INNOVATIONCaoutchouc de tomate, voiles en lin… Quels matériaux durables demain ?

Caoutchouc de tomate, pièces auto en lin… La recherche française en quête des matériaux durables de demain

INNOVATIONLes chercheurs de l’Inrae tentent de percer les secrets de la biomasse, afin de trouver des alternatives aux énergies fossiles
Bénédicte Bakan est chercheuse à l'Inrae à Nantes
Bénédicte Bakan est chercheuse à l'Inrae à Nantes - J. Urbach / 20 Minutes / 20 Minutes
Julie Urbach

Julie Urbach

L'essentiel

  • Les déchets organiques, s’ils étaient valorisés, pourraient devenir des sources nouvelles d’énergie.
  • Les chercheurs de l’Inrae s’intéressent à nombreux d’entre eux comme les peaux de tomate, minces, hydrophobes mais aussi très étirables.

Trouver des alternatives aux énergies fossiles. Le défi semble plus qu’urgent au vu de la crise énergétique actuelle. A l’Inrae, organisme de recherche publique français et leader dans le monde sur les questions d’agriculture, d’alimentation et d’environnement, on a bien pris la mesure de l’enjeu à tel point d’en avoir fait une « priorité stratégique ». Depuis plusieurs années déjà, des centaines de chercheurs y tentent notamment de percer les secrets de la biomasse, tous ces déchets organiques pouvant devenir des sources d’énergie, pour leur imaginer une nouvelle vie.
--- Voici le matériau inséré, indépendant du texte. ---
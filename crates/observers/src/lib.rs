//! Reusable observers and metrics for loopsim.
//!
//! # Modules
//!
//! - [`traits`] — Capability traits over simulator events
//!   ([`HasStep`], [`HasTime`], [`HasOutput`], [`HasControl`], [`HasError`])
//! - [`metrics`] — Step-response figures computed from a finished
//!   [`Trajectory`](loopsim_core::Trajectory)
//!
//! # Observers
//!
//! - [`SaturationCounter`] — counts commands pinned at an actuator limit
//! - [`PeakTracker`] — running maximum of the process value
//!
//! [`HasStep`]: traits::HasStep
//! [`HasTime`]: traits::HasTime
//! [`HasOutput`]: traits::HasOutput
//! [`HasControl`]: traits::HasControl
//! [`HasError`]: traits::HasError

pub mod metrics;
pub mod traits;

mod peak;
mod saturation;

pub use peak::PeakTracker;
pub use saturation::SaturationCounter;
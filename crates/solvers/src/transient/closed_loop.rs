//! Closed-loop simulator for a sampled controller and a delayed plant.
//!
//! Each run starts from rest (zero output, zero command) and steps a fixed
//! horizon of `n = floor(total_time / dt)` samples:
//!
//! ```text
//! error[i]   = setpoint - output[i-1]
//! control[i] = controller(error[i])          clamped to [0, 100]
//! u[i]       = control[i - d]                0 while i < d
//! output[i]  = plant(output[i-1], u[i])
//! ```
//!
//! where `d = floor(dead_time / dt)`.
//!
//! # Example
//!
//! ```
//! use loopsim_core::{SimulationParams, SimulationConfig};
//! use loopsim_solvers::transient::closed_loop;
//!
//! let config = SimulationConfig::try_from(SimulationParams::default()).unwrap();
//! let trajectory = closed_loop::simulate(&config);
//!
//! assert_eq!(trajectory.len(), 600);
//! assert_eq!(trajectory.output[0], 0.0);
//! ```

mod delay;
mod event;

pub use delay::TransportDelay;
pub use event::Event;

use log::{debug, warn};
use loopsim_core::{
    Observer, Sample, SimulationConfig, Trajectory, controller::ControllerState, plant::PlantState,
};
use uom::si::time::second;

/// Runs the closed loop over the configured horizon.
///
/// This is a convenience wrapper around [`simulate_observed`] that discards
/// events.
#[must_use]
pub fn simulate(config: &SimulationConfig) -> Trajectory {
    simulate_observed(config, &mut ())
}

/// Runs the closed loop over the configured horizon, reporting every sample.
///
/// # Algorithm
///
/// 1. Record the zero initial condition as sample 0 and emit its event.
/// 2. For each sample `i` in `1..n`:
///    - Compute the error against the previous output.
///    - Ask the controller for a command (saturated to the actuator range).
///    - Pass the command through the transport delay.
///    - Advance the plant with the delayed command.
///    - Record the sample and emit an [`Event`].
/// 3. Return the trajectory with the configuration's warnings attached.
///
/// The run always covers the full horizon. An unstable configuration (see
/// [`Warning::NumericalInstability`](loopsim_core::Warning::NumericalInstability))
/// still completes; its output simply diverges.
pub fn simulate_observed<Obs>(config: &SimulationConfig, observer: &mut Obs) -> Trajectory
where
    Obs: Observer<Event> + ?Sized,
{
    let steps = config.step_count();
    let dt = config.dt();
    let dt_s = dt.get::<second>();
    let setpoint = config.setpoint();
    let controller = config.controller();
    let plant = config.plant().model.discretize(dt);
    let delay = TransportDelay::new(config.delay_steps());

    let warnings = config.warnings();
    debug!(
        "closed loop: {steps} samples of {dt_s} s, dead time of {} samples, setpoint {setpoint}",
        delay.steps()
    );
    for warning in &warnings {
        warn!("{warning}");
    }

    let mut trajectory = Trajectory::with_capacity(steps, warnings);
    let mut controller_state = ControllerState::default();
    let mut plant_state = PlantState::default();

    let initial = Sample::default();
    trajectory.push(initial);
    observer.observe(&Event {
        step: 0,
        sample: initial,
        delayed_control: 0.0,
    });

    for step in 1..steps {
        let error = setpoint - plant_state.output();
        let control = controller.command(&mut controller_state, error, dt);

        let delayed_control = delay.delayed(&trajectory.control, control);
        plant_state = plant.advance(plant_state, delayed_control);

        #[allow(clippy::cast_precision_loss)]
        let sample = Sample {
            time: step as f64 * dt_s,
            output: plant_state.output(),
            control,
            error,
        };
        trajectory.push(sample);

        observer.observe(&Event {
            step,
            sample,
            delayed_control,
        });
    }

    trajectory
}
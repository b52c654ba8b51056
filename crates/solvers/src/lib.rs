//! Simulators for loopsim.
//!
//! - [`transient::closed_loop`] — steps a controller and a delayed plant
//!   through a fixed horizon

pub mod transient;
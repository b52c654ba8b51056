use uom::si::{f64::Time, time::second};

use super::{ControllerState, integral_term, saturate};

/// Positional PID in the ideal (ISA) form.
///
/// ```text
/// u = Kp * (e + (1/Ti) * ∫e dt + Td * de/dt)
/// ```
///
/// Sampled with rectangular integration and a backward-difference derivative.
/// The integral is hard-clamped to `±INTEGRAL_LIMIT` after every update, and
/// an integral time at or below `INTEGRAL_TIME_CUTOFF` disables the integral
/// term entirely.
///
/// # Example
///
/// ```
/// use loopsim_core::controller::{ClassicPid, ControllerState};
/// use uom::si::{f64::Time, time::second};
///
/// let pid = ClassicPid::new(
///     2.0,
///     Time::new::<second>(10.0),
///     Time::new::<second>(0.0),
/// );
/// let mut state = ControllerState::default();
///
/// // e = 10, ∫e = 5, u = 2 * (10 + 5/10) = 21
/// let u = pid.command(&mut state, 10.0, Time::new::<second>(0.5));
/// assert!((u - 21.0).abs() < 1e-12);
/// ```
#[derive(Debug, Clone, Copy, PartialEq)]
#[cfg_attr(feature = "serde", derive(serde::Serialize, serde::Deserialize))]
pub struct ClassicPid {
    pub kp: f64,
    pub ti: Time,
    pub td: Time,
}

impl ClassicPid {
    /// Creates a classic PID from proportional gain, integral time and derivative time.
    #[must_use]
    pub fn new(kp: f64, ti: Time, td: Time) -> Self {
        Self { kp, ti, td }
    }

    /// Computes one saturated command and updates `state`.
    #[must_use]
    pub fn command(&self, state: &mut ControllerState, error: f64, dt: Time) -> f64 {
        let dt = dt.get::<second>();

        state.accumulate(error * dt);
        let derivative = (error - state.previous_error) / dt;

        let integral = integral_term(state.integral, self.ti.get::<second>());
        let raw = self.kp * (error + integral + self.td.get::<second>() * derivative);

        let command = saturate(raw);
        state.record(error, command);
        command
    }
}
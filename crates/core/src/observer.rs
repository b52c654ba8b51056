/// Receives events from a running simulation.
///
/// Observers see each event as it is produced. They cannot alter or stop a
/// run; a simulation always completes its full horizon.
///
/// Implemented for `()` (ignore everything) and for any `FnMut(&E)` closure.
///
/// # Example
///
/// ```
/// use loopsim_core::Observer;
///
/// let mut seen = Vec::new();
/// let mut record = |event: &u32| seen.push(*event);
///
/// record.observe(&1);
/// record.observe(&2);
/// assert_eq!(seen, vec![1, 2]);
/// ```
pub trait Observer<E> {
    /// Handles one event.
    fn observe(&mut self, event: &E);
}

impl<E> Observer<E> for () {
    fn observe(&mut self, _event: &E) {}
}

impl<E, F> Observer<E> for F
where
    F: FnMut(&E),
{
    fn observe(&mut self, event: &E) {
        self(event);
    }
}
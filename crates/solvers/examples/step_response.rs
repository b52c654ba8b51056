//! Setpoint step response of the default furnace loop, printed as CSV.
//!
//! # Usage
//!
//! ```text
//! cargo run --example step_response
//! cargo run --example step_response -- incremental
//! cargo run --example step_response -- fuzzy 1.0 > fuzzy.csv
//! ```
//!
//! # Modes
//!
//! - **classic** — Positional PID with `Kp = 2`, `Ti = 10 s`, `Td = 0.5 s`.
//! - **incremental** — Velocity-form PID with matching parallel gains.
//! - **fuzzy** — Classic gains scheduled on the error magnitude.
//!
//! An optional second argument overrides the sample interval in seconds
//! (default `0.5`). Try `2.0` or larger against the 50 s lag to see the
//! discretization degrade; warnings go to stderr.

use std::error::Error;

use loopsim_core::{
    SimulationConfig, SimulationParams,
    controller::{ControllerModel, FuzzyPid, IncrementalPid},
};
use loopsim_solvers::transient::closed_loop;
use uom::si::{
    f64::{Frequency, Time},
    frequency::hertz,
    time::second,
};

fn main() -> Result<(), Box<dyn Error>> {
    let mode = std::env::args().nth(1).unwrap_or_else(|| "classic".into());
    let dt = std::env::args()
        .nth(2)
        .as_deref()
        .map(str::parse::<f64>)
        .transpose()
        .unwrap_or_else(|_| {
            eprintln!("Invalid sample interval, expected a number of seconds, e.g. 0.5");
            std::process::exit(1);
        })
        .unwrap_or(0.5);

    let s = |value: f64| Time::new::<second>(value);
    let controller = match mode.as_str() {
        "classic" => SimulationParams::default().controller,
        "incremental" => {
            IncrementalPid::new(2.0, Frequency::new::<hertz>(0.2), s(1.0)).into()
        }
        "fuzzy" => ControllerModel::from(FuzzyPid {
            kp: 2.0,
            ti: s(10.0),
            td: s(0.5),
            error_span: 100.0,
            adaptation: 0.5,
        }),
        other => {
            eprintln!("Unknown mode: {other}");
            eprintln!("Usage: step_response [classic|incremental|fuzzy [dt]]");
            std::process::exit(1);
        }
    };

    let config = SimulationConfig::try_from(SimulationParams {
        controller,
        dt: s(dt),
        ..SimulationParams::default()
    })?;

    let trajectory = closed_loop::simulate(&config);
    for warning in &trajectory.warnings {
        eprintln!("warning: {warning}");
    }

    println!("time,output,control,error");
    for sample in trajectory.samples() {
        println!(
            "{},{},{},{}",
            sample.time, sample.output, sample.control, sample.error
        );
    }

    Ok(())
}
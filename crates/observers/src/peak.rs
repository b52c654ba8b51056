use loopsim_core::Observer;
use uom::si::{f64::Time, time::second};

use crate::traits::{HasOutput, HasTime};

/// Tracks the largest process value seen so far and when it first occurred.
///
/// NaN outputs are ignored.
#[derive(Debug, Clone, Copy, Default, PartialEq)]
pub struct PeakTracker {
    peak: Option<(f64, f64)>,
}

impl PeakTracker {
    #[must_use]
    pub fn new() -> Self {
        Self::default()
    }

    /// Returns the peak process value, if any event has been observed.
    #[must_use]
    pub fn peak(&self) -> Option<f64> {
        self.peak.map(|(_, output)| output)
    }

    /// Returns when the peak first occurred.
    #[must_use]
    pub fn peak_time(&self) -> Option<Time> {
        self.peak.map(|(time, _)| Time::new::<second>(time))
    }
}

impl<E: HasTime + HasOutput> Observer<E> for PeakTracker {
    fn observe(&mut self, event: &E) {
        let output = event.output();
        if output.is_nan() {
            return;
        }
        match self.peak {
            Some((_, peak)) if output <= peak => {}
            _ => self.peak = Some((event.time(), output)),
        }
    }
}
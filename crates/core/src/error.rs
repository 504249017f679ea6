// Copyright (C) 2025 Vince Vasta
// SPDX-License-Identifier: Apache-2.0

//! Error types.
use std::{io, path::PathBuf};
use thiserror::Error;

use equilab_cards::{Card, CardError};

use crate::ruleset::RulesetError;

/// Equilab errors.
#[derive(Debug, Error)]
pub enum Error {
    /// The game file cannot be read.
    #[error("failed to open game file [{}]", path.display())]
    Io {
        /// The game file path.
        path: PathBuf,
        /// The I/O error.
        #[source]
        source: io::Error,
    },
    /// The game file cannot be parsed or describes an unsupported game.
    #[error("failed to read game file [{}]", path.display())]
    Game {
        /// The game file path.
        path: PathBuf,
        /// The parse error.
        #[source]
        source: RulesetError,
    },
    /// A card cannot be parsed.
    #[error(transparent)]
    Card(#[from] CardError),
    /// A hand doesn't have two distinct cards.
    #[error("invalid hand '{0}', expected two distinct cards like 'QdTd'")]
    InvalidHand(String),
    /// The same card is dealt more than once.
    #[error("card {0} is dealt more than once")]
    DuplicateCard(Card),
    /// A hand class label is not valid.
    #[error("unknown hand class '{0}', expected a label like 'AA', 'AKs', or 'T9o'")]
    UnknownClass(String),
    /// Invalid enumeration configuration.
    #[error("invalid configuration: {0}")]
    Config(String),
}

/// Result type alias.
pub type Result<T> = std::result::Result<T, Error>;
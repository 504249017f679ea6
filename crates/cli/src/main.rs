// Copyright (C) 2025 Vince Vasta
// SPDX-License-Identifier: Apache-2.0

//! Equilab benchmark.
//!
//! Enumerates all the boards for each preflop hand class against an opponent
//! hand and prints the time it took.
#![warn(clippy::all, rust_2018_idioms, missing_docs)]
use anyhow::{Context, Result, bail};
use clap::{Parser, ValueEnum};
use log::info;
use std::{path::PathBuf, thread, time::Duration};

use equilab_core::{
    CancelToken, Config, Hand, HandClass, HoldemEvaluator, Partition, Report, Ruleset, run,
};

#[derive(Debug, Parser)]
struct Cli {
    /// The ACPC game definition file.
    #[clap(long, short, default_value = "games/holdem.nolimit.2p.reverse_blinds.game")]
    game: PathBuf,
    /// The opponent hole cards.
    #[clap(long, short, default_value = "QdTd")]
    opponent: Hand,
    /// Comma separated hand classes to enumerate (e.g. AA,AKs,T9o), all if empty.
    #[clap(long, value_delimiter = ',')]
    classes: Vec<HandClass>,
    /// Number of worker threads, 0 uses all cores.
    #[clap(long, short, default_value_t = 1)]
    threads: usize,
    /// How the work is split between threads.
    #[clap(long, value_enum, default_value_t = PartitionArg::Classes)]
    partition: PartitionArg,
    /// Keep every board result in memory.
    #[clap(long)]
    retain: bool,
    /// Stop dispatching work after this many seconds.
    #[clap(long)]
    deadline: Option<f64>,
    /// Print wins, losses, and ties counters.
    #[clap(long, short)]
    stats: bool,
    /// Print the counters for each hand class.
    #[clap(long)]
    per_class: bool,
}

#[derive(Debug, Clone, Copy, ValueEnum)]
enum PartitionArg {
    /// Each thread enumerates whole hand classes.
    Classes,
    /// Threads split the boards of each hand class.
    Boards,
}

impl From<PartitionArg> for Partition {
    fn from(arg: PartitionArg) -> Self {
        match arg {
            PartitionArg::Classes => Partition::Classes,
            PartitionArg::Boards => Partition::Boards,
        }
    }
}

fn main() -> Result<()> {
    env_logger::builder()
        .filter_level(log::LevelFilter::Info)
        .format_target(false)
        .format_timestamp_millis()
        .init();

    let cli = Cli::parse();

    let ruleset = Ruleset::load(&cli.game).context("Cannot load game definition")?;
    info!(
        "Loaded {:?} game with {} rounds from {}",
        ruleset.betting(),
        ruleset.num_rounds(),
        cli.game.display()
    );

    let mut config = Config::new(ruleset, cli.opponent);
    if !cli.classes.is_empty() {
        config.classes = cli.classes;
    }

    config.threads = match cli.threads {
        0 => thread::available_parallelism().map_or(1, |n| n.get()),
        n => n,
    };
    config.partition = cli.partition.into();
    config.retain = cli.retain;

    let cancel = match cli.deadline {
        Some(secs) if !(secs.is_finite() && secs > 0.0) => {
            bail!("Invalid deadline {secs}, must be a positive number of seconds")
        }
        Some(secs) => CancelToken::with_deadline(Duration::from_secs_f64(secs)),
        None => CancelToken::new(),
    };

    let report = run(&config, &HoldemEvaluator, &cancel)?;

    println!("Calc took: {:.10}", report.elapsed.as_secs_f64());

    if cli.stats {
        print_stats(&report);
    }

    if cli.per_class {
        print_classes(&report);
    }

    Ok(())
}

fn print_stats(report: &Report) {
    let t = &report.totals;
    println!("Wins:        {:>12}", t.wins);
    println!("Losses:      {:>12}", t.losses);
    println!("Ties:        {:>12}", t.ties);
    println!("Comparisons: {:>12}", t.comparisons);
    println!("Equity:      {:>12.6}", t.equity());

    if let Some(results) = &report.results {
        println!("Retained:    {:>12}", results.len());
    }

    if !report.skipped.is_empty() {
        let skipped = report
            .skipped
            .iter()
            .map(|c| c.to_string())
            .collect::<Vec<_>>();
        println!("Skipped:     {}", skipped.join(","));
    }

    if report.cancelled {
        println!("Cancelled after {} classes", report.classes.len());
    }
}

fn print_classes(report: &Report) {
    println!(
        "{:<6} {:>10} {:>10} {:>10} {:>8}",
        "Class", "Wins", "Losses", "Ties", "Equity"
    );

    for c in &report.classes {
        println!(
            "{:<6} {:>10} {:>10} {:>10} {:>8.4}",
            c.class.to_string(),
            c.totals.wins,
            c.totals.losses,
            c.totals.ties,
            c.totals.equity()
        );
    }
}

#[cfg(test)]
mod tests {
    use super::*;

    #[test]
    fn parse_args() {
        let cli = Cli::try_parse_from([
            "equilab",
            "--opponent",
            "9h8h",
            "--classes",
            "AA,AKs,T9o",
            "--threads",
            "4",
            "--partition",
            "boards",
            "--retain",
        ])
        .unwrap();

        assert_eq!(cli.opponent, "8h9h".parse::<Hand>().unwrap());
        let labels = cli.classes.iter().map(|c| c.to_string()).collect::<Vec<_>>();
        assert_eq!(labels, vec!["AA", "AKs", "T9o"]);
        assert_eq!(cli.threads, 4);
        assert!(matches!(cli.partition, PartitionArg::Boards));
        assert!(cli.retain);
        assert!(cli.deadline.is_none());
    }

    #[test]
    fn default_args() {
        let cli = Cli::try_parse_from(["equilab"]).unwrap();
        assert_eq!(cli.opponent, "QdTd".parse::<Hand>().unwrap());
        assert!(cli.classes.is_empty());
        assert_eq!(cli.threads, 1);
        assert!(matches!(cli.partition, PartitionArg::Classes));
    }

    #[test]
    fn bad_args() {
        assert!(Cli::try_parse_from(["equilab", "--opponent", "QdQd"]).is_err());
        assert!(Cli::try_parse_from(["equilab", "--classes", "AAx"]).is_err());
        assert!(Cli::try_parse_from(["equilab", "--partition", "rows"]).is_err());
    }
}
Dans son laboratoire nantais, Bénédicte Bakan manipule de drôles de carrés de caoutchouc noir. Difficile de se dire qu’il s’agit de peaux de tomate, et pourtant ! « Nous avons constaté que les peaux sont minces, hydrophobes mais aussi très étirables, raconte la chercheuse. Nous avons donc réassemblé les molécules pour construire un polymère modifié ». Ou pour le dire autrement, un caoutchouc 100 % naturel et biodégradable, prometteur même si « les usines de sauce tomate ne seront jamais assez actives pour que l’on puisse fabriquer des pneus », sourit la scientifique. Mais le procédé pourrait être appliqué à d’autres fruits et légumes, comme la pomme dont les déchets sont nombreux dans les cidreries ou conserveries.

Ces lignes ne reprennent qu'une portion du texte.